Using Fiction to Obtain Medicaid Eligibility

A technical article for Maryland elder law professionals.

Another lawyer called recently and asked me how to resolve a problem faced by one of his clients. When I told him what to do, he remarked: “You’re making that up!” He was right about my “making that up” because my solution involved employing a fiction to obtain the desired result.

There are two ways an asset preservation planner may use fiction to help a client to qualify for Medicaid benefits. The first is getting a court order nunc pro tunc, and the second is to use a special power of attorney.

When to Employ a Legal Fiction

Sometimes people forget to take all the steps needed to set up their affairs to obtain Medical Assistance benefits. For example, a disabled person under age 65 can put all of her assets into a special type of trust and then qualify for SSI and Medicaid benefits in the following month. If, however, that person fails to transfer all the assets in the first month, there will be no Medicaid eligibility in the second month.

Obtaining a Court Order

In that instance, the individual can go to court in the second month seeking a court order transferring the property into the trust, which transfer by necessity will occur in the second month, but having the court order state that the transfer is nunc pro tunc, which is a Latin phrase meaning “now for then”. The legal effect of such an order is to create the legal fiction that the transfer had occurred in the preceding month.

Fiction to Employ When There is Too Little Time

Other times, an individual may have too little time to transfer assets before the end of the month. For example, if the disabled person under age 65 was prepared to transfer his assets into the special trust discussed above, but there was too little time to do so, he may use a special kind of power of attorney to accomplish the transfer in the first month even though it won’t actually take place until the second month.

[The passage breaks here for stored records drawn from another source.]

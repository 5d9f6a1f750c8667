//! Spatial grouping of node clusters.
//!
//! Each grouping variant turns a weight per cluster into one rectangle per
//! cluster inside a `width × height` canvas centered on the origin. The
//! variants share the [`Group`] type but nothing else: treemap tiles the
//! canvas exactly, radial arranges area-proportional circles on a ring, and
//! force-directed runs a miniature simulation over cluster centroids.

mod force_directed;
mod radial;
mod treemap;

pub use force_directed::ForceDirectedGrouping;
pub use radial::RadialGrouping;
pub use treemap::TreemapGrouping;

use serde::Serialize;

use crate::error::LayoutError;

/// An axis-aligned rectangle. `x`/`y` is the rectangle center, with the
/// canvas centered at the origin.
#[derive(Clone, Copy, Debug, Default, PartialEq, Serialize)]
pub struct Group {
    pub x: f64,
    pub y: f64,
    pub width: f64,
    pub height: f64,
}

impl Group {
    pub fn new(x: f64, y: f64, width: f64, height: f64) -> Self {
        Self {
            x,
            y,
            width,
            height,
        }
    }
}

/// Shared argument validation: positive finite canvas, non-empty partition,
/// positive finite weights.
pub(crate) fn check_arguments(
    width: f64,
    height: f64,
    weights: &[f64],
) -> Result<(), LayoutError> {
    if !(width.is_finite() && width > 0.0 && height.is_finite() && height > 0.0) {
        return Err(LayoutError::InvalidArgument(format!(
            "dimensions must be positive and finite, got {width} x {height}"
        )));
    }
    if weights.is_empty() {
        return Err(LayoutError::InvalidArgument("empty partition".into()));
    }
    for (i, &w) in weights.iter().enumerate() {
        if !(w.is_finite() && w > 0.0) {
            return Err(LayoutError::InvalidArgument(format!(
                "weight {i} must be positive and finite, got {w}"
            )));
        }
    }
    Ok(())
}
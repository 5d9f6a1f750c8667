//! Centering force.
//!
//! Translates the whole point cloud every tick so that its centroid sits at
//! the configured center. This is a rigid correction rather than a velocity
//! contribution, which keeps the layout anchored without fighting the other
//! forces.

use crate::error::LayoutError;
use crate::graph::GraphStore;
use crate::layout::Body;
use crate::layout::force::{BoundForce, Force};

/// Pulls the layout centroid to `(x, y)` (default origin).
pub struct CenterForce {
    pub x: f64,
    pub y: f64,
}

impl CenterForce {
    pub fn new() -> Self {
        Self { x: 0.0, y: 0.0 }
    }
}

impl Default for CenterForce {
    fn default() -> Self {
        Self::new()
    }
}

impl Force for CenterForce {
    fn bind(&self, _graph: &GraphStore) -> Result<Box<dyn BoundForce>, LayoutError> {
        Ok(Box::new(BoundCenter {
            x: self.x,
            y: self.y,
        }))
    }
}

struct BoundCenter {
    x: f64,
    y: f64,
}

impl BoundForce for BoundCenter {
    fn apply(&self, bodies: &mut [Body], _alpha: f64) {
        if bodies.is_empty() {
            return;
        }
        let n = bodies.len() as f64;
        let cx = bodies.iter().map(|b| b.x).sum::<f64>() / n - self.x;
        let cy = bodies.iter().map(|b| b.y).sum::<f64>() / n - self.y;
        for body in bodies.iter_mut() {
            body.x -= cx;
            body.y -= cy;
        }
    }
}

Transferring Life Insurance

This often occurs with life insurance. In order to transfer a life insurance policy (which is an asset with value that might cause Medicaid ineligibility), one must obtain a form from the insurance company, fill out and submit the form, and then wait several weeks while the form is processed before the transfer will be effective.

Special Power of Attorney

The tool to create the legal fiction that the transfer in fact occurred in the first month even though the insurance company won’t complete processing the request until the second month is a special power of attorney coupled with an interest.

Coupled with an Interest

A power of attorney coupled with an interest means that the agent under the power of attorney, i.e. the attorney-in-fact, has a legal right to the property that is affected by the power of attorney, and consequently, the power of attorney may not be revoked without the agent’s consent. The special power of attorney should recite that the transfer of the property is effective as of the date the power of attorney is signed.

Power to Indorse Checks

Moreover, the agent should have the express authority to indorse the check if the insurance proceeds will be payed out by check, which indorsement would be “pay to the order of [the trustee of the special trust]”. That way, the funds would go directly to the trustee and not be funneled through the disabled person’s checking account.

Disclosure Required

One important consideration when using any of these strategies is that the nature of the transaction must be fully disclosed to the Medicaid authorities when one presents an application to receive Medical Assistance benefits.

This office has used both of these methods which employ a legal fiction to assist clients in obtaining Medicaid eligibility.